START Supplied records
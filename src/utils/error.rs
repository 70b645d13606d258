use thiserror::Error;

/// Errors raised by the external OCR capability for a single image.
///
/// These are always recovered at the aggregation layer: a failed image is
/// recorded as a zero-confidence extraction and the batch continues.
#[derive(Debug, Error)]
pub enum OcrError {
    #[error("Image unreachable: {0}")]
    Unreachable(String),
    #[error("Image unreadable: {0}")]
    Unreadable(String),
    #[error("OCR engine failure: {0}")]
    EngineFailure(String),
}

/// Errors surfaced to the caller of the verification engine.
///
/// Missing or empty profile data is never an error (such fields are excluded
/// from scoring); only integration-level contract violations propagate.
#[derive(Debug, Error)]
pub enum VerifyError {
    #[error("Invalid field spec: {0}")]
    InvalidFieldSpec(String),
    #[error("OCR error: {0}")]
    Ocr(#[from] OcrError),
}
END Supplied records
Give the whole listing again, character for character.

filename src/utils/error.rs
repository 70b645d13606d258
use thiserror::Error;

/// Errors raised by the external OCR capability for a single image.
///
/// These are always recovered at the aggregation layer: a failed image is
/// recorded as a zero-confidence extraction and the batch continues.
#[derive(Debug, Error)]
pub enum OcrError {
    #[error("Image unreachable: {0}")]
    Unreachable(String),
    #[error("Image unreadable: {0}")]
    Unreadable(String),
    #[error("OCR engine failure: {0}")]
    EngineFailure(String),
}

/// Errors surfaced to the caller of the verification engine.
///
/// Missing or empty profile data is never an error (such fields are excluded
/// from scoring); only integration-level contract violations propagate.
#[derive(Debug, Error)]
pub enum VerifyError {
    #[error("Invalid field spec: {0}")]
    InvalidFieldSpec(String),
    #[error("OCR error: {0}")]
    Ocr(#[from] OcrError),
}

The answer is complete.